Keith explains, “We know that by using agroecological methods, small-scale farmers can double their production within ten years. Agroecology actually outperforms conventional farming in areas where the poorest people live. So pesticides are not an appropriate action in those places both for health reasons and in terms of feeding people.”
A pesticide-free future?
As alternatives like PAN’s food spray are successfully adopted and mounting evidence shows that pesticides have a detrimental effect on our environment and health, it begs the question: why isn’t more being done to limit usage by world health authorities?
Significantly, the authority holding sway over European policy - the EU - remains in the grip of powerful pesticides industry lobbyists, who spend millions every year arguing that the herbicides and insecticides lining our supermarket shelves are not only safe but essential for feeding a growing population.
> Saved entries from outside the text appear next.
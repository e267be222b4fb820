//! Fuzzy similarity scoring between a lyrics snippet and extracted page text.
//!
//! All ratios are difflib-style (2M/T) character similarities on a 0-100
//! scale, computed with the `similar` crate. The blended score weights
//! overall lexical overlap (token-set ratio) over substring containment
//! (partial ratio) at 0.6/0.4.

use std::collections::BTreeSet;

use similar::{DiffOp, TextDiff};

use crate::normalize::normalize;

/// Weight for the token-set component of the blended score
const TOKEN_SET_WEIGHT: f64 = 0.6;

/// Weight for the partial-ratio component of the blended score
const PARTIAL_WEIGHT: f64 = 0.4;

/// Minimum partial-ratio score for a lyrics line to be exposed as the
/// matched fragment
const FRAGMENT_THRESHOLD: f64 = 50.0;

/// Blended similarity between a snippet and a block of lyrics, in [0, 100].
///
/// Both inputs are normalized before comparison. Deterministic and pure.
pub fn score_match(snippet: &str, lyrics: &str) -> f64 {
    let s_norm = normalize(snippet);
    let l_norm = normalize(lyrics);
    let r1 = token_set_ratio(&s_norm, &l_norm);
    let r2 = partial_ratio(&s_norm, &l_norm);
    TOKEN_SET_WEIGHT * r1 + PARTIAL_WEIGHT * r2
}

/// Pick the single lyrics line most similar to the snippet, as evidence
/// the caller can eyeball. Returns `None` when no line clears the
/// threshold.
pub fn best_matching_line(snippet: &str, lyrics: &str) -> Option<String> {
    let mut best: Option<(f64, &str)> = None;
    for line in lyrics.lines() {
        let line = line.trim();
        if line.is_empty() {
            continue;
        }
        let score = partial_ratio(snippet, line);
        match best {
            Some((top, _)) if score <= top => {}
            _ => best = Some((score, line)),
        }
    }
    best.filter(|(score, _)| *score > FRAGMENT_THRESHOLD)
        .map(|(_, line)| line.to_string())
}

/// Plain character-level similarity ratio in [0, 100].
fn ratio(a: &str, b: &str) -> f64 {
    if a.is_empty() && b.is_empty() {
        return 100.0;
    }
    f64::from(TextDiff::from_chars(a, b).ratio()) * 100.0
}

/// Token-set ratio: insensitive to word order and duplicate words.
///
/// Both strings are split into sorted unique token sets; the score is the
/// best pairwise ratio among the intersection and the two
/// intersection-plus-remainder strings (the fuzzywuzzy construction).
pub fn token_set_ratio(a: &str, b: &str) -> f64 {
    let tokens_a: BTreeSet<&str> = a.split_whitespace().collect();
    let tokens_b: BTreeSet<&str> = b.split_whitespace().collect();

    if tokens_a.is_empty() || tokens_b.is_empty() {
        return 0.0;
    }

    let intersection: Vec<&str> = tokens_a.intersection(&tokens_b).copied().collect();
    let only_a: Vec<&str> = tokens_a.difference(&tokens_b).copied().collect();
    let only_b: Vec<&str> = tokens_b.difference(&tokens_a).copied().collect();

    let base = intersection.join(" ");
    let combined_a = join_nonempty(&base, &only_a.join(" "));
    let combined_b = join_nonempty(&base, &only_b.join(" "));

    ratio(&base, &combined_a)
        .max(ratio(&base, &combined_b))
        .max(ratio(&combined_a, &combined_b))
}

fn join_nonempty(left: &str, right: &str) -> String {
    match (left.is_empty(), right.is_empty()) {
        (true, _) => right.to_string(),
        (_, true) => left.to_string(),
        _ => format!("{} {}", left, right),
    }
}

/// Partial ratio: best-aligned substring similarity in [0, 100].
///
/// Slides a window the length of the shorter string across the longer one,
/// but only at alignments suggested by the matching blocks of a character
/// diff, which is how fuzzywuzzy picks candidate windows without scanning
/// every offset.
pub fn partial_ratio(a: &str, b: &str) -> f64 {
    let chars_a: Vec<char> = a.chars().collect();
    let chars_b: Vec<char> = b.chars().collect();

    let (shorter, longer) = if chars_a.len() <= chars_b.len() {
        (&chars_a, &chars_b)
    } else {
        (&chars_b, &chars_a)
    };

    if shorter.is_empty() {
        return if longer.is_empty() { 100.0 } else { 0.0 };
    }
    if shorter.len() == longer.len() {
        let s: String = shorter.iter().collect();
        let l: String = longer.iter().collect();
        return ratio(&s, &l);
    }

    let short_str: String = shorter.iter().collect();
    let long_str: String = longer.iter().collect();
    let diff = TextDiff::from_chars(short_str.as_str(), long_str.as_str());

    // Candidate window starts: one per matching block, aligned so the block
    // lines up with its position in the shorter string.
    let mut starts: BTreeSet<usize> = BTreeSet::new();
    starts.insert(0);
    for op in diff.ops() {
        if let DiffOp::Equal {
            old_index,
            new_index,
            ..
        } = op
        {
            let start = new_index.saturating_sub(*old_index);
            starts.insert(start.min(longer.len() - shorter.len()));
        }
    }

    let mut best = 0.0f64;
    for start in starts {
        let window: String = longer[start..start + shorter.len()].iter().collect();
        let score = ratio(&short_str, &window);
        if score > best {
            best = score;
        }
        if best >= 100.0 {
            break;
        }
    }
    best
}

#[cfg(test)]
mod tests {
    use super::*;

    #[test]
    fn test_ratio_identical() {
        assert_eq!(ratio("hello world", "hello world"), 100.0);
    }

    #[test]
    fn test_partial_ratio_contained_phrase() {
        let lyrics = "and i was thinking we were only getting older baby and it hurts";
        assert_eq!(partial_ratio("we were only getting older baby", lyrics), 100.0);
    }

    #[test]
    fn test_partial_ratio_empty() {
        assert_eq!(partial_ratio("", "something"), 0.0);
        assert_eq!(partial_ratio("", ""), 100.0);
    }

    #[test]
    fn test_token_set_ignores_order_and_duplicates() {
        assert_eq!(token_set_ratio("older getting baby", "baby getting older"), 100.0);
        assert_eq!(token_set_ratio("baby baby baby", "baby"), 100.0);
    }

    #[test]
    fn test_token_set_subset_is_full_score() {
        // Every snippet token present in the lyrics: intersection equals
        // the snippet side, so the best pairwise ratio is 100.
        let score = token_set_ratio(
            "we were only getting older baby",
            "i was thinking we were only getting older baby tonight",
        );
        assert_eq!(score, 100.0);
    }

    #[test]
    fn test_token_set_empty_side() {
        assert_eq!(token_set_ratio("", "words here"), 0.0);
    }

    #[test]
    fn test_score_bounds() {
        let pairs = [
            ("we were only getting older", "completely unrelated text block"),
            ("same thing", "same thing"),
            ("", ""),
            ("short", "a much longer body of lyrics that goes on and on"),
        ];
        for (a, b) in pairs {
            let s = score_match(a, b);
            assert!((0.0..=100.0).contains(&s), "score {} out of range", s);
        }
    }

    #[test]
    fn test_identical_beats_unrelated() {
        let snippet = "we were only getting older baby";
        let exact = score_match(snippet, snippet);
        let unrelated = score_match(snippet, "completely different words entirely");
        assert!(exact >= unrelated);
        assert_eq!(exact, 100.0);
    }

    #[test]
    fn test_best_matching_line_finds_phrase() {
        let lyrics = "first verse line here\nwe were only getting older baby\nlast line";
        let frag = best_matching_line("we were only getting older baby", lyrics);
        assert_eq!(frag.as_deref(), Some("we were only getting older baby"));
    }

    #[test]
    fn test_best_matching_line_below_threshold() {
        let lyrics = "zzz qqq xxx\nvvv www yyy";
        assert_eq!(best_matching_line("completely different snippet", lyrics), None);
    }

    #[test]
    fn test_best_matching_line_skips_blank_lines() {
        let lyrics = "\n\nhello darkness my old friend\n\n";
        let frag = best_matching_line("hello darkness my old friend", lyrics);
        assert_eq!(frag.as_deref(), Some("hello darkness my old friend"));
    }
}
Representatives from this industry have repeatedly fought attempts by member countries to curb pesticide usage and prohibit the use of those increasingly shown to be harmful to human health and our ecosystems.
The most recent example of this lobbying in action has taken place over the ban of three neonicotinoid pesticides that were found to be poisonous to bees in 2013. 44% of requests for extreme pest control derogations regarding this material were filed solely by pesticides manufacturers, trade associations or seed producers, and only 14% were filed by those with no industry involvement. Two of the world’s largest pesticides manufacturers, Syngenta and Bayer, are also currently suing the EU in a bid to overturn the ban which was based on substantial evidence linking neonicotinoids to huge bee declines.
PAN UK policy officer Nick Mole is part of the global network fighting pesticide usage. He explains, "Pesticide producers spend millions annually on lobbying governments worldwide to maintain the status quo, presenting knowingly false, pseudo-scientific information that gives a misleading picture of pesticides' benefits. [The industry] knows its own products are useless at dealing with insects and weeds that genuinely do blight agricultural production, and provide no yield benefit — but markets remain flooded with them, because they generate vast profits for the firms involved.”
Campaigners like PAN believe that people power is the only way to implement lasting change, and a slow but gradually increasing change in public opinion gives them hope for the future. In recent years, growing awareness of the dangers of and alternatives to pesticides are giving citizens and governments the confidence to question what the industry is telling us. Bans are operating in places like Paris, Copenhagen and Lyon and the EU is under increased pressure to prohibit proven toxic herbicides like glyphosate. Some countries like France are even taking the decision to ban private use of pesticides by 2019.
As campaigners, governments and most importantly, the public, challenge our reliance on these pesticides, the crux of the matter is becoming clear: what are the motives of those so intent on telling us these materials are essential?